** Opening Data for analysis block **
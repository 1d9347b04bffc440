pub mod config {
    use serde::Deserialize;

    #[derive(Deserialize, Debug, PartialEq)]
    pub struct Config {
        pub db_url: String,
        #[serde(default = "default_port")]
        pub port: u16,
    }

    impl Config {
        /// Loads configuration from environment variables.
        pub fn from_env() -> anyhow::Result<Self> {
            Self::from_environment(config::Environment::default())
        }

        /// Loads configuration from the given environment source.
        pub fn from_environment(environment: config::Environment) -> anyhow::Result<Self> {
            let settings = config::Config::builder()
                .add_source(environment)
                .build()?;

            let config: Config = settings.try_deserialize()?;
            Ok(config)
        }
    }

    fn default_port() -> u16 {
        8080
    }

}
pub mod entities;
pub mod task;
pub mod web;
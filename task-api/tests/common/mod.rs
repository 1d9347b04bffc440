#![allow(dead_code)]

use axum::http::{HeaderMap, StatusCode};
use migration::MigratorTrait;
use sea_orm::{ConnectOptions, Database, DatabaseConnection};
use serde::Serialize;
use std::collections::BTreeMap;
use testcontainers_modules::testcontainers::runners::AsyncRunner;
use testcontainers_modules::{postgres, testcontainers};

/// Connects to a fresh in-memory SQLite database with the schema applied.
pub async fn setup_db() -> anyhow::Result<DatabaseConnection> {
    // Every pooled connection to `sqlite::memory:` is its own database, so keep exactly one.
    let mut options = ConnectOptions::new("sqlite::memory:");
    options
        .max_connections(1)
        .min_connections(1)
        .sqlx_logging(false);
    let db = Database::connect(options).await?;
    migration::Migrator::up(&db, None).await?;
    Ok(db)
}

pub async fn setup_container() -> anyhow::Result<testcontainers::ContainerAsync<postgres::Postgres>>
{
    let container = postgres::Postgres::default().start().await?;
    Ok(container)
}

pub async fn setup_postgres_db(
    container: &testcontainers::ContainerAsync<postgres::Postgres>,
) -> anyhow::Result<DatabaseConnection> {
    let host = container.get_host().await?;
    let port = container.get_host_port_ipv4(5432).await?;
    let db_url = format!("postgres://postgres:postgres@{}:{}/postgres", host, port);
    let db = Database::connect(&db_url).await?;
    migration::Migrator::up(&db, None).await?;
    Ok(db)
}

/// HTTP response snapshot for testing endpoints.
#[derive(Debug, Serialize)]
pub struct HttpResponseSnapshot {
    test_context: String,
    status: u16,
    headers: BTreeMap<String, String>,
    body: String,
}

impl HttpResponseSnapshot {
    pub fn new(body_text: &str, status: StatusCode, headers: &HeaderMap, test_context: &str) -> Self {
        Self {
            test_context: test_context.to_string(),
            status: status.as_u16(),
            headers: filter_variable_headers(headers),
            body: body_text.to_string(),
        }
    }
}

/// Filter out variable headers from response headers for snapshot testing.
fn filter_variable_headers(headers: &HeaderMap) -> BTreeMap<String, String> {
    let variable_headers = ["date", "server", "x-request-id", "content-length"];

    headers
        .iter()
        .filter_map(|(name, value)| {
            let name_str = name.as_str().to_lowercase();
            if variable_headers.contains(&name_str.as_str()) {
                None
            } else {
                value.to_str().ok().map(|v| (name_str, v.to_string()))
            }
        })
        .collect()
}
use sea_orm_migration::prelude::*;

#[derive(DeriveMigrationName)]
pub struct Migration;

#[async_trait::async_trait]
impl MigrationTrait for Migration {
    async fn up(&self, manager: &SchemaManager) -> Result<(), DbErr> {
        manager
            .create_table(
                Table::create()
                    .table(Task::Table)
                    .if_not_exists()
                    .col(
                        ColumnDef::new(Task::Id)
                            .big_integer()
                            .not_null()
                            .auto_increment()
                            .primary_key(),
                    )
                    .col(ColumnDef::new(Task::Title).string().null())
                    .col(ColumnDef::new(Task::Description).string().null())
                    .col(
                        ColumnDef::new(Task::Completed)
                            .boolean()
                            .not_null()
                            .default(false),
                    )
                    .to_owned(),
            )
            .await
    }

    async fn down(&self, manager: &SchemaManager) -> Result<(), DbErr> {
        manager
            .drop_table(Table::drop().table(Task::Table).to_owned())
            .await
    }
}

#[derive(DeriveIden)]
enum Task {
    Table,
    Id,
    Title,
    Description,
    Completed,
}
** Closing Data for analysis block **
Each line that holds the string "configuration" counts once. Give the total for the listing and nothing else.

2